:: RECORD EXCERPTS
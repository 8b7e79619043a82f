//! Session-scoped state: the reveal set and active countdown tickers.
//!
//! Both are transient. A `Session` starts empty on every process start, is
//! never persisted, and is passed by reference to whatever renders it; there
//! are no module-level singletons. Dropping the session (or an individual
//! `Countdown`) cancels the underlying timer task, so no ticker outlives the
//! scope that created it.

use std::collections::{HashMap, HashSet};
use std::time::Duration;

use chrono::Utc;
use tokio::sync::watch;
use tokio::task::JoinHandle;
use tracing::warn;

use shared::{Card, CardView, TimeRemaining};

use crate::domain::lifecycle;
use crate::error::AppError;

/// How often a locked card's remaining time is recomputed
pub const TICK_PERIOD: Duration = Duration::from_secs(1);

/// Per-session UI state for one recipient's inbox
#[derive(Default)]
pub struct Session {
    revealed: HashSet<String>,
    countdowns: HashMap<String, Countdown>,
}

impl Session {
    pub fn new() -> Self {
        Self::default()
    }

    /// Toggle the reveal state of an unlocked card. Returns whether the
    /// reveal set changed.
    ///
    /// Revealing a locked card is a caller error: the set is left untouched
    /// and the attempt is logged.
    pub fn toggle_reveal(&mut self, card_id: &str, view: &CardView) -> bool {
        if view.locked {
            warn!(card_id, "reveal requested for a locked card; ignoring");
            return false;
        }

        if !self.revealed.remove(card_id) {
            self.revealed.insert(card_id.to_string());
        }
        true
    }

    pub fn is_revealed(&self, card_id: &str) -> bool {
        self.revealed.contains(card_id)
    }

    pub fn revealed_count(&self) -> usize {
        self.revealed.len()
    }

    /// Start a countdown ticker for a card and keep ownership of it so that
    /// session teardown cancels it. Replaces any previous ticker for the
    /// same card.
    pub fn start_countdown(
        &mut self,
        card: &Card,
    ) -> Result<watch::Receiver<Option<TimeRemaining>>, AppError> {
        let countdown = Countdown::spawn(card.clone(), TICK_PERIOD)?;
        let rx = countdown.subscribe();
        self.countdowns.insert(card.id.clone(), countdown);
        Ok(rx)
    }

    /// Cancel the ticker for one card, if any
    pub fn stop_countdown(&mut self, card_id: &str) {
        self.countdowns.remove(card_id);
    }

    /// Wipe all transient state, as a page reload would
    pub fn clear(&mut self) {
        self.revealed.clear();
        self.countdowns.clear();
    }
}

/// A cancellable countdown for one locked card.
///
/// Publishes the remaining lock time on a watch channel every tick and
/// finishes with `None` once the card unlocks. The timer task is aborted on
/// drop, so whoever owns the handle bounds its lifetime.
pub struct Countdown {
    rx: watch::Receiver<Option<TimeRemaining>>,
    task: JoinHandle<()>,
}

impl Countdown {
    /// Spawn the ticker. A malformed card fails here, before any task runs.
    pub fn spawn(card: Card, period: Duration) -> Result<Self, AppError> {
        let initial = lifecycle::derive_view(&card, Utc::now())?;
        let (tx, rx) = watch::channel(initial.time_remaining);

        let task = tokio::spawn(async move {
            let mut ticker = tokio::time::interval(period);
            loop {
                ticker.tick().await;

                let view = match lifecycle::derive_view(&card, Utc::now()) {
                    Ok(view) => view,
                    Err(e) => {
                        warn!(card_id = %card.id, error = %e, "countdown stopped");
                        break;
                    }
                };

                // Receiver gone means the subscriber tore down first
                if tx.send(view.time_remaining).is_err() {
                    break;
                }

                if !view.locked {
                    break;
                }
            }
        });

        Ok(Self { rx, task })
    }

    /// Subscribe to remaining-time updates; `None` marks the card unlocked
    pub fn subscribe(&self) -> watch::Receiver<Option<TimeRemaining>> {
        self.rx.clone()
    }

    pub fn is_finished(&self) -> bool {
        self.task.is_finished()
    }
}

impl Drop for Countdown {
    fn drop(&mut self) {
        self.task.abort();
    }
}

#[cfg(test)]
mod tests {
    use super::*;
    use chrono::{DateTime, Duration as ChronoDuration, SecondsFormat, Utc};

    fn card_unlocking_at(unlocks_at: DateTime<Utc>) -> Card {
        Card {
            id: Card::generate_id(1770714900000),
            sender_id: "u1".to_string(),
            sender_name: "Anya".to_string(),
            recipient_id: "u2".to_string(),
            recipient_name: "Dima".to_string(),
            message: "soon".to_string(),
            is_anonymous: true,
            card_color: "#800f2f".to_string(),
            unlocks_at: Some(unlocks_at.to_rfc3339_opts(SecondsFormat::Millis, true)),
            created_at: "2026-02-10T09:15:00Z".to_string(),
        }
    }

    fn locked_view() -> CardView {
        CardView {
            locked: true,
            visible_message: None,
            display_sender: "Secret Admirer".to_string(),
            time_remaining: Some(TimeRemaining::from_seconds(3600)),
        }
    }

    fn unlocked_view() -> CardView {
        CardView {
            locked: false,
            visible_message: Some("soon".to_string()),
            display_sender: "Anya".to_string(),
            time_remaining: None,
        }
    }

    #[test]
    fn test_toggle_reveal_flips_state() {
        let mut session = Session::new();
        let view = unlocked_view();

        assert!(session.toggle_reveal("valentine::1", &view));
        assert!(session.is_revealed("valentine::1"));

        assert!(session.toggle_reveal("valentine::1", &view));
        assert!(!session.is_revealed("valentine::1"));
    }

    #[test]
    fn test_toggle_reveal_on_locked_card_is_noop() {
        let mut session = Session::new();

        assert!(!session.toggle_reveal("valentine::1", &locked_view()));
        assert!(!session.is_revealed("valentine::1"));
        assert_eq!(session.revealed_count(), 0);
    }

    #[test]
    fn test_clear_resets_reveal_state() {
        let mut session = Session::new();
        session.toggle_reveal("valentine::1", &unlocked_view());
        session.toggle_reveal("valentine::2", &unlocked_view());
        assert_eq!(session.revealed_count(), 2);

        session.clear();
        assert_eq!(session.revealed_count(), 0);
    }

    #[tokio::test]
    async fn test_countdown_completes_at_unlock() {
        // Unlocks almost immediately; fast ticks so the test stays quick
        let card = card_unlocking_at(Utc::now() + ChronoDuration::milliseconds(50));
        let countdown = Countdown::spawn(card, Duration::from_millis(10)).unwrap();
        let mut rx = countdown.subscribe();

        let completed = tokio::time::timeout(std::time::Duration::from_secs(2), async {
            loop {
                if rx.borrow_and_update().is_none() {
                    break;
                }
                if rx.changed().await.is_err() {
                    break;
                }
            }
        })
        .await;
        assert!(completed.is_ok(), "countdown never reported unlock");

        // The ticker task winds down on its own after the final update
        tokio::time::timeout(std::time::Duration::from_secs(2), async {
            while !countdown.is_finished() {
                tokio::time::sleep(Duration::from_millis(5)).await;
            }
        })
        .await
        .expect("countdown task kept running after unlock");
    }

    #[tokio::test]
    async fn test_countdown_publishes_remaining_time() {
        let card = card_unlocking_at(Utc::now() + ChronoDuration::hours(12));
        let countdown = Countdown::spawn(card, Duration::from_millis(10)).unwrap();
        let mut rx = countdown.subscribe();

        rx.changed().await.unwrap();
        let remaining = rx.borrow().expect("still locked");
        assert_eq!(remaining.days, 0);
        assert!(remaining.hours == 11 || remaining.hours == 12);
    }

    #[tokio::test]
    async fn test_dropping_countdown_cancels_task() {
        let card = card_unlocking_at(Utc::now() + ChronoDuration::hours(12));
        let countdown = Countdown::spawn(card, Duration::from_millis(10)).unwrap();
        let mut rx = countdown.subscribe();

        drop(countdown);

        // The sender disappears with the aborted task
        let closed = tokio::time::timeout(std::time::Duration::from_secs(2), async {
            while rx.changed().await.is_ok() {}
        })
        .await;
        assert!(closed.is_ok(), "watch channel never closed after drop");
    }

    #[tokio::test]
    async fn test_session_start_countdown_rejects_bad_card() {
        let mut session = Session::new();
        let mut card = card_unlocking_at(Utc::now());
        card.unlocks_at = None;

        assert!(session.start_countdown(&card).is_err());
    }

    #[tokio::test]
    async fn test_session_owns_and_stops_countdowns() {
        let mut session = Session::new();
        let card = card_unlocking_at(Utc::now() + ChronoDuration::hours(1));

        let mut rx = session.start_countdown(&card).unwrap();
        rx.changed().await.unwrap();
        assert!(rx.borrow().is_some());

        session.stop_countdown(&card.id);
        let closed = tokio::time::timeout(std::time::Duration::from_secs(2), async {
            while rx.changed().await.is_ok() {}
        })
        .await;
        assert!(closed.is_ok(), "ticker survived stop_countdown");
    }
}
::::
EXERCISE GOAL
From the first line of the listing above to the line that contains "pub fn toggle_reveal(&mut", inclusive, restate every line word for word. Nothing else belongs in the answer.

RESULT FOR THIS EXERCISE
repository 8b7e79619043a82f
//! Session-scoped state: the reveal set and active countdown tickers.
//!
//! Both are transient. A `Session` starts empty on every process start, is
//! never persisted, and is passed by reference to whatever renders it; there
//! are no module-level singletons. Dropping the session (or an individual
//! `Countdown`) cancels the underlying timer task, so no ticker outlives the
//! scope that created it.

use std::collections::{HashMap, HashSet};
use std::time::Duration;

use chrono::Utc;
use tokio::sync::watch;
use tokio::task::JoinHandle;
use tracing::warn;

use shared::{Card, CardView, TimeRemaining};

use crate::domain::lifecycle;
use crate::error::AppError;

/// How often a locked card's remaining time is recomputed
pub const TICK_PERIOD: Duration = Duration::from_secs(1);

/// Per-session UI state for one recipient's inbox
#[derive(Default)]
pub struct Session {
    revealed: HashSet<String>,
    countdowns: HashMap<String, Countdown>,
}

impl Session {
    pub fn new() -> Self {
        Self::default()
    }

    /// Toggle the reveal state of an unlocked card. Returns whether the
    /// reveal set changed.
    ///
    /// Revealing a locked card is a caller error: the set is left untouched
    /// and the attempt is logged.
    pub fn toggle_reveal(&mut self, card_id: &str, view: &CardView) -> bool {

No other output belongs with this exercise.